»»
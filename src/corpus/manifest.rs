use anyhow::{Context, Result};
use serde::Deserialize;
use std::fs;
use std::path::{Path, PathBuf};

/// A named list of corpus files, read from JSON.
///
/// ```json
/// { "name": "gauntlet", "root": "gauntlet_corpus", "files": ["abac", "abba", "fss9"] }
/// ```
///
/// `root` is resolved against the manifest's own directory and defaults to it.
#[derive(Deserialize, Clone, Debug)]
pub struct CorpusManifest {
    pub name: String,
    #[serde(default)]
    pub root: Option<PathBuf>,
    pub files: Vec<String>,
}

impl CorpusManifest {
    /// Read and parse a manifest file, resolving `root`.
    pub fn load(path: &Path) -> Result<Self> {
        let content = fs::read_to_string(path)
            .with_context(|| format!("Failed to read manifest {}", path.display()))?;
        let mut manifest: CorpusManifest = serde_json::from_str(&content)
            .with_context(|| format!("Invalid manifest JSON in {}", path.display()))?;

        let base = path.parent().unwrap_or_else(|| Path::new(""));
        manifest.root = Some(match manifest.root.take() {
            Some(root) if root.is_absolute() => root,
            Some(root) => base.join(root),
            None => base.to_path_buf(),
        });
        Ok(manifest)
    }

    /// Full paths of the listed files, in manifest order.
    pub fn paths(&self) -> Vec<PathBuf> {
        let root = self.root.as_deref().unwrap_or_else(|| Path::new(""));
        self.files.iter().map(|f| root.join(f)).collect()
    }
}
««
Each line of the listing must be output once more, exactly as shown above.

filename src/corpus/manifest.rs
use anyhow::{Context, Result};
use serde::Deserialize;
use std::fs;
use std::path::{Path, PathBuf};

/// A named list of corpus files, read from JSON.
///
/// ```json
/// { "name": "gauntlet", "root": "gauntlet_corpus", "files": ["abac", "abba", "fss9"] }
/// ```
///
/// `root` is resolved against the manifest's own directory and defaults to it.
#[derive(Deserialize, Clone, Debug)]
pub struct CorpusManifest {
    pub name: String,
    #[serde(default)]
    pub root: Option<PathBuf>,
    pub files: Vec<String>,
}

impl CorpusManifest {
    /// Read and parse a manifest file, resolving `root`.
    pub fn load(path: &Path) -> Result<Self> {
        let content = fs::read_to_string(path)
            .with_context(|| format!("Failed to read manifest {}", path.display()))?;
        let mut manifest: CorpusManifest = serde_json::from_str(&content)
            .with_context(|| format!("Invalid manifest JSON in {}", path.display()))?;

        let base = path.parent().unwrap_or_else(|| Path::new(""));
        manifest.root = Some(match manifest.root.take() {
            Some(root) if root.is_absolute() => root,
            Some(root) => base.join(root),
            None => base.to_path_buf(),
        });
        Ok(manifest)
    }

    /// Full paths of the listed files, in manifest order.
    pub fn paths(&self) -> Vec<PathBuf> {
        let root = self.root.as_deref().unwrap_or_else(|| Path::new(""));
        self.files.iter().map(|f| root.join(f)).collect()
    }
}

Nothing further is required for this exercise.